We have seen one of the biggest changes in the OFSTED framework last term.  All inspectors have gone through rigorous tests and training; many previous inspectors are not now inspecting; all inspections are led by HMI; schools judged good or outstanding (special schools only) at their previous inspection have a one day visit to check that they are still the same grade, if not this converts to a two day inspection with a bigger team; safeguarding is a key focus; there is a shift in viewing progress; etc., etc.

So where do special schools sit in all this?  Whilst outstanding mainstream schools do not have an inspection every three years, special schools do.  Why?  The response that is given is that this is due to the vulnerability of our children and the unreliability of our data.  But where is the parity in this approach?

Coasting schools are receiving a lot of attention with the potential for automatic academisation, but what does a coasting special school look like?
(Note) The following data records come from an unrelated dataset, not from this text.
//! Asset graph and bundle tree construction for stylesheet builds
//!
//! Copyright (c) 2025 Posit, PBC
//!
//! Starting from one entry file (a stylesheet, or a code module that
//! imports stylesheets), a build resolves and compiles every reachable
//! stylesheet once, reads and content-hashes every local `url()` resource,
//! and arranges the results into a [`BundleTree`] that the writer puts on
//! disk.
//!
//! # Architecture
//!
//! - [`Resolver`] - maps import and link references to file identities
//! - [`CompilerKind`] - SCSS, indented Sass and plain CSS compilers
//! - [`GraphBuilder`] - concurrent discovery, then cycle-checked assembly
//!   into an [`AssetGraph`]
//! - [`TransformPipeline`] - optional post-processing stages ([`StageKind`])
//! - [`Bundler`] - flattens the graph into stylesheet, map and linked bundles
//!
//! # Example
//!
//! ```ignore
//! use std::sync::Arc;
//! use stylebundle_core::{BuildOptions, build_blocking, write_bundle_tree};
//! use stylebundle_runtime::NativeRuntime;
//!
//! let runtime = Arc::new(NativeRuntime::new());
//! let tree = build_blocking("styles/index.scss".as_ref(), BuildOptions::default(), runtime.clone())?;
//! write_bundle_tree(&tree, "dist".as_ref(), runtime.as_ref())?;
//! ```

pub mod asset;
pub mod build;
pub mod bundle;
pub mod cancellation;
pub mod compile;
pub mod config;
pub mod context;
pub mod error;
pub mod graph;
pub mod hash;
pub mod links;
pub mod mime;
pub mod resolve;
pub mod script;
pub mod source_map;
pub mod transform;
pub mod writer;

// Re-export commonly used types
pub use asset::{Asset, AssetGraph, AssetId, AssetIndex, LinkedAsset, LinkedIndex};
pub use build::{build, build_blocking, build_with_cancellation};
pub use bundle::{Bundle, BundleTree, BundleType, Bundler, Entry, ScriptEntry};
pub use cancellation::Cancellation;
pub use compile::{CompileOptions, Compiled, CompilerKind};
pub use config::{BuildOptions, CONFIG_FILE_NAME, OutputStyle, find_config, load_config};
pub use context::BuildContext;
pub use error::{BuildError, ConfigError, Result};
pub use graph::{BuildStats, GraphBuilder};
pub use resolve::{IdentityPolicy, Resolved, Resolver};
pub use source_map::{SourceMap, SourceMapBuilder, SourceMapFragment};
pub use transform::{ClassMap, CssTransform, StageKind, TransformPipeline};
pub use writer::write_bundle_tree;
How is it identified?  Can we define a coasting special school using set criteria?

There is also a change to looking at progress of pupils who are presently attending the school and their progress within the year.  There is a move away from focusing heavily on three year data trends (although it is still valuable to have this data).  How do special schools show in year progress?  How do special schools show expected and exceeding expectation progress?  How do schools benchmark when they are using different assessment systems?

What do you think about these issues?  Do you have other issues relating to OFSTED that you would like to raise?